Records supplied:
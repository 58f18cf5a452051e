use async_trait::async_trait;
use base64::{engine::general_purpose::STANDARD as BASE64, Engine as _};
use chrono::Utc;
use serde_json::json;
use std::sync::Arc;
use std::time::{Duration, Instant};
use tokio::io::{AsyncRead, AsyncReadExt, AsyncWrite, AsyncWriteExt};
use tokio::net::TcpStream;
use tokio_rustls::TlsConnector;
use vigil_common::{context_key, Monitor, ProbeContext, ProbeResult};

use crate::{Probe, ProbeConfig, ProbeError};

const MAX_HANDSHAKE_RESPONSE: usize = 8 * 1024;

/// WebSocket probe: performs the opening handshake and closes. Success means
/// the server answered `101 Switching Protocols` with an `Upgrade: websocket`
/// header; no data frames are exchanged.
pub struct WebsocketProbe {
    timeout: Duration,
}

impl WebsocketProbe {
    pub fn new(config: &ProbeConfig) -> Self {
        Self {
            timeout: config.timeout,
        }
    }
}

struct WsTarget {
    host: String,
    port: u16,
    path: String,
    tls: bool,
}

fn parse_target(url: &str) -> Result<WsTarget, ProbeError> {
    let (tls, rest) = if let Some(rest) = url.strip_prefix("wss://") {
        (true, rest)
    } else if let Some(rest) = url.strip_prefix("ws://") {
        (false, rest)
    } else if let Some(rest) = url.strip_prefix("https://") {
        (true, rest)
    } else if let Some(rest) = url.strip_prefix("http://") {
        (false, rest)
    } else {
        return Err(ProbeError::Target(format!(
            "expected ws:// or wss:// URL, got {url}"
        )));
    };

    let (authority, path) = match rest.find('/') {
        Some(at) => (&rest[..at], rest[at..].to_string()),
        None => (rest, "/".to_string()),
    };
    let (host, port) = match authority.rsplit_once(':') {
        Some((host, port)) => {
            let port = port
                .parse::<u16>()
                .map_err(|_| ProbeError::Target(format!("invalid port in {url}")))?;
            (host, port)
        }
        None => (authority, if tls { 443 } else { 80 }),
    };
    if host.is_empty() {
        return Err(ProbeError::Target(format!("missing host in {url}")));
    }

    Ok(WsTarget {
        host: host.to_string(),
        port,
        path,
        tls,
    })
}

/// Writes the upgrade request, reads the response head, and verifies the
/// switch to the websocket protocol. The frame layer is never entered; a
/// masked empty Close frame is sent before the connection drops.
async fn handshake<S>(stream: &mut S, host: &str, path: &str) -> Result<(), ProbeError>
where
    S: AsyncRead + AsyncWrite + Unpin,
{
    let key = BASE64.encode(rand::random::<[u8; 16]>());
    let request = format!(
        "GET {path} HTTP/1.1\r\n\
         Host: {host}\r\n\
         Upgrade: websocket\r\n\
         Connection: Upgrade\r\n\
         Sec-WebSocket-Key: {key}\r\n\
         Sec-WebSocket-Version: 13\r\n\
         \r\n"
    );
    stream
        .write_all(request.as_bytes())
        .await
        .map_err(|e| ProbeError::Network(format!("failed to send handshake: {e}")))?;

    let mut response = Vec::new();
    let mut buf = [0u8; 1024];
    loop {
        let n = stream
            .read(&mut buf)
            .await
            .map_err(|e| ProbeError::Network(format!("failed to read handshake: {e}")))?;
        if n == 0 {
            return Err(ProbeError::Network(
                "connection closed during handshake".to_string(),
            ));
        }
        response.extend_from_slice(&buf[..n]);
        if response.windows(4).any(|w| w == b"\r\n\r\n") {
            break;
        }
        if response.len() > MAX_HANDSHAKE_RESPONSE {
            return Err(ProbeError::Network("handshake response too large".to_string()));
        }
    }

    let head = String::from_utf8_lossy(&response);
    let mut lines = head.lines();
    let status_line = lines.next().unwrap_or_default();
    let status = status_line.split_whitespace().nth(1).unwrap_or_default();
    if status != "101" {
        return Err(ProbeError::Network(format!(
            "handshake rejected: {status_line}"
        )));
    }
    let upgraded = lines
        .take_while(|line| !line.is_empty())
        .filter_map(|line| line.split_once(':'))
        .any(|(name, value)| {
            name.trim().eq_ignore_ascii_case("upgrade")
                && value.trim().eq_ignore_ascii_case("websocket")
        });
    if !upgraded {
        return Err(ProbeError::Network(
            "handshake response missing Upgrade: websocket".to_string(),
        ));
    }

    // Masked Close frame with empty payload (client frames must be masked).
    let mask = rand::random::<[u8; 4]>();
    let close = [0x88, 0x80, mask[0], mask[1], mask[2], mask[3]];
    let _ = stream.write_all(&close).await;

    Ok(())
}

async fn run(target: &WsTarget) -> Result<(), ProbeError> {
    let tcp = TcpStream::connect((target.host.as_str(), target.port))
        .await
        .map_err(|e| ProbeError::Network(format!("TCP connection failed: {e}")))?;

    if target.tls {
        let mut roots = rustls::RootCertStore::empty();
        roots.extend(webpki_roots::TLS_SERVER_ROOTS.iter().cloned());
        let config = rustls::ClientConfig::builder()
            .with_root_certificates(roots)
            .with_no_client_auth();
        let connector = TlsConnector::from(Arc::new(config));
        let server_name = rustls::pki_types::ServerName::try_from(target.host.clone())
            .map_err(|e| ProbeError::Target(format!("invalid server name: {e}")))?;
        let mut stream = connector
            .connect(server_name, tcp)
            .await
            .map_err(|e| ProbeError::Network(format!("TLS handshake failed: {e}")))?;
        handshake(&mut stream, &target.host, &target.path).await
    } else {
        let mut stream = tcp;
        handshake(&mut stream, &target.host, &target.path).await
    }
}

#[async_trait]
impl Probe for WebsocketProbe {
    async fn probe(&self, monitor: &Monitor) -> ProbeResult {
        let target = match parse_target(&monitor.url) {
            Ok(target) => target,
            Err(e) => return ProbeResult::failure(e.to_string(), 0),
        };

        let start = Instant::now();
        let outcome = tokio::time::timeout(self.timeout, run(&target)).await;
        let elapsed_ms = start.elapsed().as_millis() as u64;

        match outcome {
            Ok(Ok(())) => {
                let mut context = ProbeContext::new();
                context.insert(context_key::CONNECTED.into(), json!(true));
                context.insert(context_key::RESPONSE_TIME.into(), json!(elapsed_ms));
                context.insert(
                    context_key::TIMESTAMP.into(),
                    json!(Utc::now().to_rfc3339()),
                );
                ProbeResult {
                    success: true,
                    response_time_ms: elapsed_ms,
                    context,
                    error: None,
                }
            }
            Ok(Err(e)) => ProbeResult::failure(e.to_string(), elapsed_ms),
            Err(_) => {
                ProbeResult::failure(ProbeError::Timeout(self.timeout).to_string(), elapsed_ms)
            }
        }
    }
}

Exercise aim:
The material should be transcribed exactly, every line included.

Your solution:
repository 58f18cf5a452051e
use async_trait::async_trait;
use base64::{engine::general_purpose::STANDARD as BASE64, Engine as _};
use chrono::Utc;
use serde_json::json;
use std::sync::Arc;
use std::time::{Duration, Instant};
use tokio::io::{AsyncRead, AsyncReadExt, AsyncWrite, AsyncWriteExt};
use tokio::net::TcpStream;
use tokio_rustls::TlsConnector;
use vigil_common::{context_key, Monitor, ProbeContext, ProbeResult};

use crate::{Probe, ProbeConfig, ProbeError};

const MAX_HANDSHAKE_RESPONSE: usize = 8 * 1024;

/// WebSocket probe: performs the opening handshake and closes. Success means
/// the server answered `101 Switching Protocols` with an `Upgrade: websocket`
/// header; no data frames are exchanged.
pub struct WebsocketProbe {
    timeout: Duration,
}

impl WebsocketProbe {
    pub fn new(config: &ProbeConfig) -> Self {
        Self {
            timeout: config.timeout,
        }
    }
}

struct WsTarget {
    host: String,
    port: u16,
    path: String,
    tls: bool,
}

fn parse_target(url: &str) -> Result<WsTarget, ProbeError> {
    let (tls, rest) = if let Some(rest) = url.strip_prefix("wss://") {
        (true, rest)
    } else if let Some(rest) = url.strip_prefix("ws://") {
        (false, rest)
    } else if let Some(rest) = url.strip_prefix("https://") {
        (true, rest)
    } else if let Some(rest) = url.strip_prefix("http://") {
        (false, rest)
    } else {
        return Err(ProbeError::Target(format!(
            "expected ws:// or wss:// URL, got {url}"
        )));
    };

    let (authority, path) = match rest.find('/') {
        Some(at) => (&rest[..at], rest[at..].to_string()),
        None => (rest, "/".to_string()),
    };
    let (host, port) = match authority.rsplit_once(':') {
        Some((host, port)) => {
            let port = port
                .parse::<u16>()
                .map_err(|_| ProbeError::Target(format!("invalid port in {url}")))?;
            (host, port)
        }
        None => (authority, if tls { 443 } else { 80 }),
    };
    if host.is_empty() {
        return Err(ProbeError::Target(format!("missing host in {url}")));
    }

    Ok(WsTarget {
        host: host.to_string(),
        port,
        path,
        tls,
    })
}

/// Writes the upgrade request, reads the response head, and verifies the
/// switch to the websocket protocol. The frame layer is never entered; a
/// masked empty Close frame is sent before the connection drops.
async fn handshake<S>(stream: &mut S, host: &str, path: &str) -> Result<(), ProbeError>
where
    S: AsyncRead + AsyncWrite + Unpin,
{
    let key = BASE64.encode(rand::random::<[u8; 16]>());
    let request = format!(
        "GET {path} HTTP/1.1\r\n\
         Host: {host}\r\n\
         Upgrade: websocket\r\n\
         Connection: Upgrade\r\n\
         Sec-WebSocket-Key: {key}\r\n\
         Sec-WebSocket-Version: 13\r\n\
         \r\n"
    );
    stream
        .write_all(request.as_bytes())
        .await
        .map_err(|e| ProbeError::Network(format!("failed to send handshake: {e}")))?;

    let mut response = Vec::new();
    let mut buf = [0u8; 1024];
    loop {
        let n = stream
            .read(&mut buf)
            .await
            .map_err(|e| ProbeError::Network(format!("failed to read handshake: {e}")))?;
        if n == 0 {
            return Err(ProbeError::Network(
                "connection closed during handshake".to_string(),
            ));
        }
        response.extend_from_slice(&buf[..n]);
        if response.windows(4).any(|w| w == b"\r\n\r\n") {
            break;
        }
        if response.len() > MAX_HANDSHAKE_RESPONSE {
            return Err(ProbeError::Network("handshake response too large".to_string()));
        }
    }

    let head = String::from_utf8_lossy(&response);
    let mut lines = head.lines();
    let status_line = lines.next().unwrap_or_default();
    let status = status_line.split_whitespace().nth(1).unwrap_or_default();
    if status != "101" {
        return Err(ProbeError::Network(format!(
            "handshake rejected: {status_line}"
        )));
    }
    let upgraded = lines
        .take_while(|line| !line.is_empty())
        .filter_map(|line| line.split_once(':'))
        .any(|(name, value)| {
            name.trim().eq_ignore_ascii_case("upgrade")
                && value.trim().eq_ignore_ascii_case("websocket")
        });
    if !upgraded {
        return Err(ProbeError::Network(
            "handshake response missing Upgrade: websocket".to_string(),
        ));
    }

    // Masked Close frame with empty payload (client frames must be masked).
    let mask = rand::random::<[u8; 4]>();
    let close = [0x88, 0x80, mask[0], mask[1], mask[2], mask[3]];
    let _ = stream.write_all(&close).await;

    Ok(())
}

async fn run(target: &WsTarget) -> Result<(), ProbeError> {
    let tcp = TcpStream::connect((target.host.as_str(), target.port))
        .await
        .map_err(|e| ProbeError::Network(format!("TCP connection failed: {e}")))?;

    if target.tls {
        let mut roots = rustls::RootCertStore::empty();
        roots.extend(webpki_roots::TLS_SERVER_ROOTS.iter().cloned());
        let config = rustls::ClientConfig::builder()
            .with_root_certificates(roots)
            .with_no_client_auth();
        let connector = TlsConnector::from(Arc::new(config));
        let server_name = rustls::pki_types::ServerName::try_from(target.host.clone())
            .map_err(|e| ProbeError::Target(format!("invalid server name: {e}")))?;
        let mut stream = connector
            .connect(server_name, tcp)
            .await
            .map_err(|e| ProbeError::Network(format!("TLS handshake failed: {e}")))?;
        handshake(&mut stream, &target.host, &target.path).await
    } else {
        let mut stream = tcp;
        handshake(&mut stream, &target.host, &target.path).await
    }
}

#[async_trait]
impl Probe for WebsocketProbe {
    async fn probe(&self, monitor: &Monitor) -> ProbeResult {
        let target = match parse_target(&monitor.url) {
            Ok(target) => target,
            Err(e) => return ProbeResult::failure(e.to_string(), 0),
        };

        let start = Instant::now();
        let outcome = tokio::time::timeout(self.timeout, run(&target)).await;
        let elapsed_ms = start.elapsed().as_millis() as u64;

        match outcome {
            Ok(Ok(())) => {
                let mut context = ProbeContext::new();
                context.insert(context_key::CONNECTED.into(), json!(true));
                context.insert(context_key::RESPONSE_TIME.into(), json!(elapsed_ms));
                context.insert(
                    context_key::TIMESTAMP.into(),
                    json!(Utc::now().to_rfc3339()),
                );
                ProbeResult {
                    success: true,
                    response_time_ms: elapsed_ms,
                    context,
                    error: None,
                }
            }
            Ok(Err(e)) => ProbeResult::failure(e.to_string(), elapsed_ms),
            Err(_) => {
                ProbeResult::failure(ProbeError::Timeout(self.timeout).to_string(), elapsed_ms)
            }
        }
    }
}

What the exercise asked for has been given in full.